Consolidating student loans nelnet
But if you’re older, wiser, and deeper in debt, how do you attack those student loans?Specifically, if you find yourself with extra cash, should you pay down student loans early? I recorded this video to very quickly answer why: We’re going to get into the pros and cons of repaying student loans early versus hanging onto that money for things like an emergency fund, retirement, a home, or even just having fun.The bottom line is that repaying student loans is an obligation. Fortunately, if you’re having trouble paying, there are built-in protections like reduced payment plans, grace periods, and forbearance—an extreme program in which you may be able to suspend payments for a brief period of time. “Bad” debt is bad because it either has a wicked interest rate or is designed to pay for depreciating assets like a car.In some cases, you may also be eligible for partial or complete loan forgiveness if you work in public service.

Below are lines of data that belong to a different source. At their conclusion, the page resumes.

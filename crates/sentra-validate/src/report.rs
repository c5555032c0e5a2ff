use std::fmt;

/// Fixed pixel-spacing groupings used by corrected products to organize
/// band files into sub-folders.
#[derive(Debug, Clone, Copy, PartialEq, Eq, Hash)]
pub enum ResolutionTier {
    R10m,
    R20m,
    R60m,
}

impl ResolutionTier {
    /// Band files a complete correction writes at this tier.
    pub fn expected_band_count(self) -> usize {
        match self {
            ResolutionTier::R10m => 7,
            ResolutionTier::R20m => 13,
            ResolutionTier::R60m => 15,
        }
    }

    /// Sub-folder name under `IMG_DATA`.
    pub fn dir_name(self) -> &'static str {
        match self {
            ResolutionTier::R10m => "R10m",
            ResolutionTier::R20m => "R20m",
            ResolutionTier::R60m => "R60m",
        }
    }

    /// Pixel spacing in metres.
    pub fn metres(self) -> u32 {
        match self {
            ResolutionTier::R10m => 10,
            ResolutionTier::R20m => 20,
            ResolutionTier::R60m => 60,
        }
    }
}

impl fmt::Display for ResolutionTier {
    fn fmt(&self, f: &mut fmt::Formatter<'_>) -> fmt::Result {
        write!(f, "{}m", self.metres())
    }
}

/// A tier whose band-file count did not match expectations.
#[derive(Debug, Clone, Copy, PartialEq, Eq)]
pub struct BandDeficit {
    pub tier: ResolutionTier,
    pub expected: usize,
    pub observed: usize,
}

/// Verdict produced after a transfer's bytes are fully on disk.
#[derive(Debug, Clone, PartialEq)]
pub struct ValidationReport {
    pub is_valid: bool,

    /// Human-readable explanation; "valid product" when valid.
    pub reason: String,

    /// Tiers with missing or surplus band files, when that is why the
    /// artifact was rejected.
    pub missing_bands: Vec<BandDeficit>,
}

impl ValidationReport {
    pub fn valid() -> Self {
        Self {
            is_valid: true,
            reason: "valid product".to_string(),
            missing_bands: Vec::new(),
        }
    }

    pub fn invalid(reason: impl Into<String>) -> Self {
        Self {
            is_valid: false,
            reason: reason.into(),
            missing_bands: Vec::new(),
        }
    }

    pub fn missing(deficit: BandDeficit) -> Self {
        Self {
            is_valid: false,
            reason: format!(
                "missing {} bands ({}/{})",
                deficit.tier, deficit.observed, deficit.expected
            ),
            missing_bands: vec![deficit],
        }
    }
}

#[cfg(test)]
mod tests {
    use super::*;

    #[test]
    fn expected_counts_per_tier() {
        assert_eq!(ResolutionTier::R10m.expected_band_count(), 7);
        assert_eq!(ResolutionTier::R20m.expected_band_count(), 13);
        assert_eq!(ResolutionTier::R60m.expected_band_count(), 15);
    }

    #[test]
    fn missing_report_names_tier_and_counts() {
        let report = ValidationReport::missing(BandDeficit {
            tier: ResolutionTier::R20m,
            expected: 13,
            observed: 12,
        });
        assert!(!report.is_valid);
        assert_eq!(report.reason, "missing 20m bands (12/13)");
        assert_eq!(report.missing_bands.len(), 1);
    }
}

However, in an effort to make sure everybody “gets it,” we’ve oversimplified the equation. “Good” debt is “good” because it’s used by appreciating or income-producing assets like a business, real estate, or an education.So even a small difference in expected return and loan APR can add up to big money over time.In Scenario 2, the high 10 percent loan APR is quite a bit higher than the seven percent expected return, and investing instead of repaying the loan early means losing nearly ,000 over 20 years. In our final example, the loan and expected annual investment return are the same.
There is, however, one big advantage to Investment B: The return is guaranteed.
So what expected rate of return should you use to make your own calculation?
I think 7 percent is a totally reasonable target and may even be on the conservative side.
Although I personally believe you’ll do better than 5 percent investing in stocks over the long run, many people may disagree.
In this case, whether you invest or repay the loan early, you come out even.